Table of Contents
ARTFL Links
Editor's Introduction
Introduction to the ARTFL Encyclopédie
The Autumn 2017 release under PhiloLogic4 offers many new features, functionalities and improvements.
- The powerful new faceted search and browse capabilities offered by PhiloLogic4 allow users better to leverage the organizational structure of the Encyclopédie -- classes of knowledge, authors, headwords, volumes, and the like. Further it gives them the possibility of exploring the interesting alternatives offered by algorithmically or machine generated classes. The collocation searches generate word-clouds or word lists that are clickable to obtain immediately concordances for any of the words.
This release also contains:
- A beautiful new set of high-resolution plate images that can be viewed in clickable thumb-nail versions leading to larger images that can be viewed in much greater detail than was previously possible. We would like to thank the University of Chicago Library for providing these images.
- Biographies of the encyclopédistes directly accessible by simply clicking the name of the author of any given article. This information is drawn directly from Frank and Serena Kafker’s The Encyclopédists as Individuals: A Biographical Dictionary of Authors of the Encyclopédie made available to us as part of our collaborative relationship with the Voltaire Foundation of the University of Oxford.
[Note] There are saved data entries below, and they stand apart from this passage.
//! Tracing integration for planning.

use crate::errors::StageplanError;
use crate::planner::{CutDag, Layer};
use crate::workflow::WorkflowGraph;
use serde::{Deserialize, Serialize};
use std::collections::HashMap;
use std::time::Instant;
use tracing_subscriber::EnvFilter;

/// Output format of the installed subscriber.
#[derive(Debug, Clone, Copy, Default, PartialEq, Eq, Serialize, Deserialize)]
#[serde(rename_all = "snake_case")]
pub enum LogFormat {
    /// Human-readable lines.
    #[default]
    Plain,
    /// One JSON object per event.
    Json,
}

/// Installs a global `tracing` subscriber with the given filter directives
/// (e.g. `"stageplan=debug"`).
///
/// # Errors
///
/// Returns an error if the directives are invalid or a global subscriber is
/// already installed.
pub fn init_tracing(format: LogFormat, filter: &str) -> Result<(), StageplanError> {
    let env_filter = EnvFilter::try_new(filter).map_err(|e| StageplanError::Config(e.to_string()))?;
    let builder = tracing_subscriber::fmt().with_env_filter(env_filter);
    let installed = match format {
        LogFormat::Plain => builder.try_init(),
        LogFormat::Json => builder.json().try_init(),
    };
    installed.map_err(|e| StageplanError::Config(e.to_string()))
}

/// Span attributes describing one cut.
#[derive(Debug, Clone, Default, Serialize, Deserialize)]
pub struct PlanSpanAttributes {
    /// Workflow name.
    pub workflow: Option<String>,
    /// Graph fingerprint.
    pub fingerprint: Option<String>,
    /// Model selector name.
    pub selector: Option<String>,
    /// Number of compute-once stages.
    pub compute_once_stages: Option<usize>,
    /// Number of per-fold stages.
    pub per_fold_stages: Option<usize>,
    /// Planning duration in milliseconds.
    pub duration_ms: Option<f64>,
}

impl PlanSpanAttributes {
    /// Creates empty attributes.
    #[must_use]
    pub fn new() -> Self {
        Self::default()
    }

    /// Collects attributes from a graph and its cut.
    #[must_use]
    pub fn from_cut(graph: &WorkflowGraph, cut: &CutDag) -> Self {
        let count = |layers: &[Layer]| layers.iter().map(Layer::len).sum::<usize>();
        Self {
            workflow: Some(graph.name().to_string()),
            fingerprint: Some(graph.fingerprint()),
            selector: cut.selector().map(|s| graph.stage_name(s)),
            compute_once_stages: Some(count(cut.compute_once())),
            per_fold_stages: Some(count(cut.per_fold())),
            duration_ms: None,
        }
    }

    /// Sets the duration.
    #[must_use]
    pub const fn with_duration_ms(mut self, duration_ms: f64) -> Self {
        self.duration_ms = Some(duration_ms);
        self
    }

    /// Converts to flat key/value attributes.
    #[must_use]
    pub fn to_attributes(&self) -> HashMap<String, String> {
        let mut attrs = HashMap::new();

        if let Some(ref v) = self.workflow {
            attrs.insert("plan.workflow".to_string(), v.clone());
        }
        if let Some(ref v) = self.fingerprint {
            attrs.insert("plan.fingerprint".to_string(), v.clone());
        }
        if let Some(ref v) = self.selector {
            attrs.insert("plan.selector".to_string(), v.clone());
        }
        if let Some(v) = self.compute_once_stages {
            attrs.insert("plan.compute_once_stages".to_string(), v.to_string());
        }
        if let Some(v) = self.per_fold_stages {
            attrs.insert("plan.per_fold_stages".to_string(), v.to_string());
        }
        if let Some(v) = self.duration_ms {
            attrs.insert("plan.duration_ms".to_string(), v.to_string());
        }

        attrs
    }
}

/// Timer for measuring span duration.
#[derive(Debug)]
pub struct SpanTimer {
    name: String,
    start: Instant,
}

impl SpanTimer {
    /// Starts a new timer.
    #[must_use]
    pub fn start(name: impl Into<String>) -> Self {
        Self {
            name: name.into(),
            start: Instant::now(),
        }
    }

    /// Returns the elapsed time in milliseconds.
    #[must_use]
    pub fn elapsed_ms(&self) -> f64 {
        self.start.elapsed().as_secs_f64() * 1000.0
    }

    /// Returns the span name.
    #[must_use]
    pub fn name(&self) -> &str {
        &self.name
    }

    /// Finishes the span and returns the duration.
    #[must_use]
    pub fn finish(self) -> f64 {
        self.elapsed_ms()
    }
}

#[cfg(test)]
#[allow(clippy::unwrap_used)]
mod tests {
    use super::*;
    use crate::planner::DagCutter;
    use crate::testing::fixtures;

    #[test]
    fn test_plan_span_attributes() {
        let (graph, results) = fixtures::feature_then_check();
        let cut = DagCutter::new(&graph).cut(&results).unwrap();
        let attrs = PlanSpanAttributes::from_cut(&graph, &cut).with_duration_ms(1.5);

        let flat = attrs.to_attributes();
        assert_eq!(flat.get("plan.selector"), Some(&"selector".to_string()));
        assert_eq!(flat.get("plan.compute_once_stages"), Some(&"1".to_string()));
        assert_eq!(flat.get("plan.per_fold_stages"), Some(&"1".to_string()));
        assert_eq!(flat.get("plan.duration_ms"), Some(&"1.5".to_string()));
    }

    #[test]
    fn test_empty_attributes() {
        assert!(PlanSpanAttributes::new().to_attributes().is_empty());
    }

    #[test]
    fn test_span_timer() {
        let timer = SpanTimer::start("cut");
        std::thread::sleep(std::time::Duration::from_millis(10));
        assert_eq!(timer.name(), "cut");
        assert!(timer.finish() >= 10.0);
    }

    #[test]
    fn test_invalid_filter() {
        let err = init_tracing(LogFormat::Plain, "stageplan=loud").unwrap_err();
        assert!(matches!(err, StageplanError::Config(_)));
    }
}
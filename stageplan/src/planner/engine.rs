//! Planner facade combining cutting, caching and reporting.

use super::{CutDag, DagCutter, PlanCache, PlanKey, PlannerConfig};
use crate::core::FeatureId;
use crate::errors::PlanError;
use crate::observability::{PlanReport, PlanSpanAttributes, SpanTimer};
use crate::workflow::WorkflowGraph;
use std::sync::Arc;
use tracing::{debug, error};

/// Entry point for execution engines.
///
/// A planner holds no per-workflow state besides its optional cache and can
/// be shared across threads.
#[derive(Debug, Default)]
pub struct Planner {
    config: PlannerConfig,
    cache: PlanCache,
}

impl Planner {
    /// Creates a planner.
    #[must_use]
    pub fn new(config: PlannerConfig) -> Self {
        Self {
            config,
            cache: PlanCache::new(),
        }
    }

    /// Returns the configuration.
    #[must_use]
    pub const fn config(&self) -> &PlannerConfig {
        &self.config
    }

    /// Returns the plan cache.
    #[must_use]
    pub const fn cache(&self) -> &PlanCache {
        &self.cache
    }

    /// Cuts the DAG behind `results`, consulting the cache when enabled.
    ///
    /// # Errors
    ///
    /// Returns the cutter's error; failed cuts are never cached.
    pub fn plan(&self, graph: &WorkflowGraph, results: &[FeatureId]) -> Result<Arc<CutDag>, PlanError> {
        self.plan_with_attributes(graph, results).map(|(cut, _)| cut)
    }

    /// Like [`Planner::plan`], also returning the span attributes of the cut,
    /// timing included.
    ///
    /// # Errors
    ///
    /// Returns the cutter's error; failed cuts are never cached.
    pub fn plan_with_attributes(
        &self,
        graph: &WorkflowGraph,
        results: &[FeatureId],
    ) -> Result<(Arc<CutDag>, PlanSpanAttributes), PlanError> {
        let timer = SpanTimer::start("plan");
        let key = self.config.cache_plans.then(|| PlanKey::new(graph, results));

        let (cut, cached) = match key.as_ref().and_then(|k| self.cache.get(k)) {
            Some(cached) => (cached, true),
            None => {
                let cut = DagCutter::with_config(graph, self.config.clone())
                    .cut(results)
                    .map_err(|err| {
                        error!(
                            workflow = graph.name(),
                            code = %err.error_info().code,
                            error = %err,
                            duration_ms = timer.elapsed_ms(),
                            "Failed to plan workflow"
                        );
                        err
                    })?;
                let cut = Arc::new(cut);
                if let Some(key) = key {
                    self.cache.insert(key, Arc::clone(&cut));
                }
                (cut, false)
            }
        };

        let attributes = PlanSpanAttributes::from_cut(graph, &cut).with_duration_ms(timer.finish());
        debug!(
            cached,
            attributes = ?attributes.to_attributes(),
            "Planned workflow"
        );
        Ok((cut, attributes))
    }

    /// Plans `results` and renders the cut with stage names.
    ///
    /// # Errors
    ///
    /// Returns the cutter's error.
    pub fn report(&self, graph: &WorkflowGraph, results: &[FeatureId]) -> Result<PlanReport, PlanError> {
        let cut = self.plan(graph, results)?;
        Ok(PlanReport::new(graph, &cut))
    }
}
//! Stages: computation nodes of a workflow.

use super::{FeatureId, StageKind};
use serde::{Deserialize, Serialize};
use std::fmt;

/// Dense index of a stage inside a [`WorkflowGraph`](crate::workflow::WorkflowGraph).
///
/// Ids follow insertion order in the workflow definition and are the
/// tie-break key for ordering stages within a layer.
#[derive(Debug, Clone, Copy, PartialEq, Eq, Hash, PartialOrd, Ord, Serialize, Deserialize)]
#[serde(transparent)]
pub struct StageId(pub(crate) usize);

impl StageId {
    /// Returns the raw index.
    #[must_use]
    pub const fn index(self) -> usize {
        self.0
    }
}

impl fmt::Display for StageId {
    fn fmt(&self, f: &mut fmt::Formatter<'_>) -> fmt::Result {
        write!(f, "stage#{}", self.0)
    }
}

/// A computation node consuming input features and producing output features.
///
/// Stages are immutable once the workflow graph is built; the planner only
/// derives scheduling metadata from them.
#[derive(Debug, Clone, PartialEq, Serialize)]
pub struct Stage {
    pub(crate) id: StageId,
    pub(crate) name: String,
    pub(crate) inputs: Vec<FeatureId>,
    pub(crate) outputs: Vec<FeatureId>,
    pub(crate) kind: StageKind,
}

impl Stage {
    /// Returns the stage id.
    #[must_use]
    pub const fn id(&self) -> StageId {
        self.id
    }

    /// Returns the unique stage name.
    #[must_use]
    pub fn name(&self) -> &str {
        &self.name
    }

    /// Returns the input features, in declaration order.
    #[must_use]
    pub fn inputs(&self) -> &[FeatureId] {
        &self.inputs
    }

    /// Returns the output features, in declaration order.
    #[must_use]
    pub fn outputs(&self) -> &[FeatureId] {
        &self.outputs
    }

    /// Returns the stage kind.
    #[must_use]
    pub const fn kind(&self) -> &StageKind {
        &self.kind
    }

    /// Returns true if this is the model-selection stage.
    #[must_use]
    pub const fn is_model_selector(&self) -> bool {
        self.kind.is_model_selector()
    }

    /// Returns true if this stage only generates raw features.
    #[must_use]
    pub const fn is_generator(&self) -> bool {
        self.kind.is_generator()
    }
}

impl fmt::Display for Stage {
    fn fmt(&self, f: &mut fmt::Formatter<'_>) -> fmt::Result {
        write!(f, "{} [{}]", self.name, self.kind)
    }
}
- Improvements such as some new author attributions, various corrections and better cross-referencing functionality.
Project Overview
Undertaking an electronic edition of the Encyclopédie represented a daunting task. Its structure is very complex; the typographical conventions used for textual elements - from article headwords to classifications and cross-references - varied to a significant degree from volume to volume; the relationship between articles and the plate images is in no way clear or systematic. All this notwithstanding, the computer offered a host of new possibilities both for making the work accessible to the scholarly community and for navigating within the work itself. In addition, the digital medium allowed us to think in terms of a "living edition" that could be corrected, developed and improved over time. Our initial choice was to make the work accessible as quickly as possible and progressively to correct it. In order to compensate for the errors introduced during the original data capture process, we chose to make page images of the volumes available for comparison and verification. As we undertook to correct the text, we also strove to improve the search and retrieval capacities. All too often our users limit themselves to simple word and phrase searches, yet these do not always yield the most fruitful results. Using our new search and reporting features can significantly improve the user's ability to move through what Diderot himself described as the "tortuous labyrinth" that is the Encyclopédie. Looking at frequency of occurrence by article or collocation tables, for example, can provide more useful paths into the Encyclopédie than simple word searches alone.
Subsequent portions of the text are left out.